Bharti Dayal (born December, 1961 in Samastipur) is an Indian artist specialized in Madhubani art.

Biography 

Dayal was born in the Darbhanga district of North Bihar, the Mithila region famous for Madhubani painting. She obtained a bachelor's degree in Science and right after completed her master in Science (MSc).

Work 

From a young age, Dayal have been learning Madhubani painting from her mother and grandmother. She pursued the art form professionally from 1984, subsequent to completing her formal education in science. She has striven to bring innovation in the traditional art practiced in Mithila, and train other women artists from the region at her studio in New Delhi.
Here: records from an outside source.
use sea_orm::entity::prelude::*;
use serde::{Deserialize, Serialize};

#[derive(Clone, Debug, PartialEq, DeriveEntityModel, Serialize, Deserialize)]
#[sea_orm(table_name = "cap_patterns")]
pub struct Model {
    #[sea_orm(primary_key, auto_increment = false)]
    pub id: Uuid,
    pub name: String,
    #[sea_orm(unique)]
    pub slug: String,
    pub description: Option<String>,
    pub image_url: Option<String>,
    pub created_at: DateTimeWithTimeZone,
}

#[derive(Copy, Clone, Debug, EnumIter, DeriveRelation)]
pub enum Relation {}

impl ActiveModelBehavior for ActiveModel {}
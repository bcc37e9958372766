use sea_orm_migration::prelude::*;

#[derive(DeriveMigrationName)]
pub struct Migration;

#[async_trait::async_trait]
impl MigrationTrait for Migration {
    async fn up(&self, manager: &SchemaManager) -> Result<(), DbErr> {
        // Products: storefront listing filters on category and active flag
        manager
            .create_index(
                Index::create()
                    .name("idx_products_category")
                    .table(Products::Table)
                    .col(Products::CategoryId)
                    .to_owned(),
            )
            .await?;
        manager
            .create_index(
                Index::create()
                    .name("idx_products_active_created")
                    .table(Products::Table)
                    .col(Products::IsActive)
                    .col(Products::CreatedAt)
                    .to_owned(),
            )
            .await?;

        // News: published listing ordered by publish date
        manager
            .create_index(
                Index::create()
                    .name("idx_news_published")
                    .table(News::Table)
                    .col(News::IsPublished)
                    .col(News::PublishedAt)
                    .to_owned(),
            )
            .await
    }

    async fn down(&self, manager: &SchemaManager) -> Result<(), DbErr> {
        manager
            .drop_index(Index::drop().name("idx_products_category").table(Products::Table).to_owned())
            .await?;
        manager
            .drop_index(Index::drop().name("idx_products_active_created").table(Products::Table).to_owned())
            .await?;
        manager
            .drop_index(Index::drop().name("idx_news_published").table(News::Table).to_owned())
            .await
    }
}

#[derive(DeriveIden)]
enum Products { Table, CategoryId, IsActive, CreatedAt }

#[derive(DeriveIden)]
enum News { Table, IsPublished, PublishedAt }
#![cfg(test)]
use tokio::sync::OnceCell;
use sea_orm::DatabaseConnection;
use migration::MigratorTrait;
use models::db::{connect_with_config, resolve_config};

// Ensure migrations run only once across the entire test process
static MIGRATED: OnceCell<()> = OnceCell::const_new();

/// DB-backed tests run only when a database is configured and not explicitly skipped.
pub fn db_tests_enabled() -> bool {
    std::env::var("SKIP_DB_TESTS").is_err() && std::env::var("DATABASE_URL").is_ok()
}

pub async fn get_db() -> Result<DatabaseConnection, anyhow::Error> {
    // Run migrations exactly once, with a throwaway connection
    MIGRATED
        .get_or_init(|| async {
            let mut cfg = resolve_config();
            cfg.min_connections = cfg.min_connections.min(1);
            let db = connect_with_config(&cfg).await.expect("connect db for migration");
            migration::Migrator::up(&db, None).await.expect("migrate up");
            drop(db);
        })
        .await;

    // Return a fresh connection for the current test's runtime
    let mut cfg = resolve_config();
    cfg.max_connections = cfg.max_connections.max(20);
    cfg.min_connections = cfg.min_connections.min(1);
    cfg.acquire_timeout_secs = 10;
    let db = connect_with_config(&cfg).await?;
    Ok(db)
}

/// Unique suffix so parallel tests never collide on slugs.
pub fn unique(prefix: &str) -> String {
    format!("{prefix}-{}", &uuid::Uuid::new_v4().simple().to_string()[..8])
}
Her style is known for bringing a contemporary cast to traditional Madhubani art using modern media such as acrylic and canvas. She paints with natural, vegetable-based colors. Her renditions of Krishna and Radha depict undercurrents of "love, longing, and peace".

Exhibitions 

Dayal has held numerous exhibitions of her work nationally and internationally. Her Madhubani art was the subject of a documentary shown on French television in 1995. A show of her works in acrylic on canvas painted between June 2015 and June 2016 was organized by the Museum of Sacred Art (MOSA).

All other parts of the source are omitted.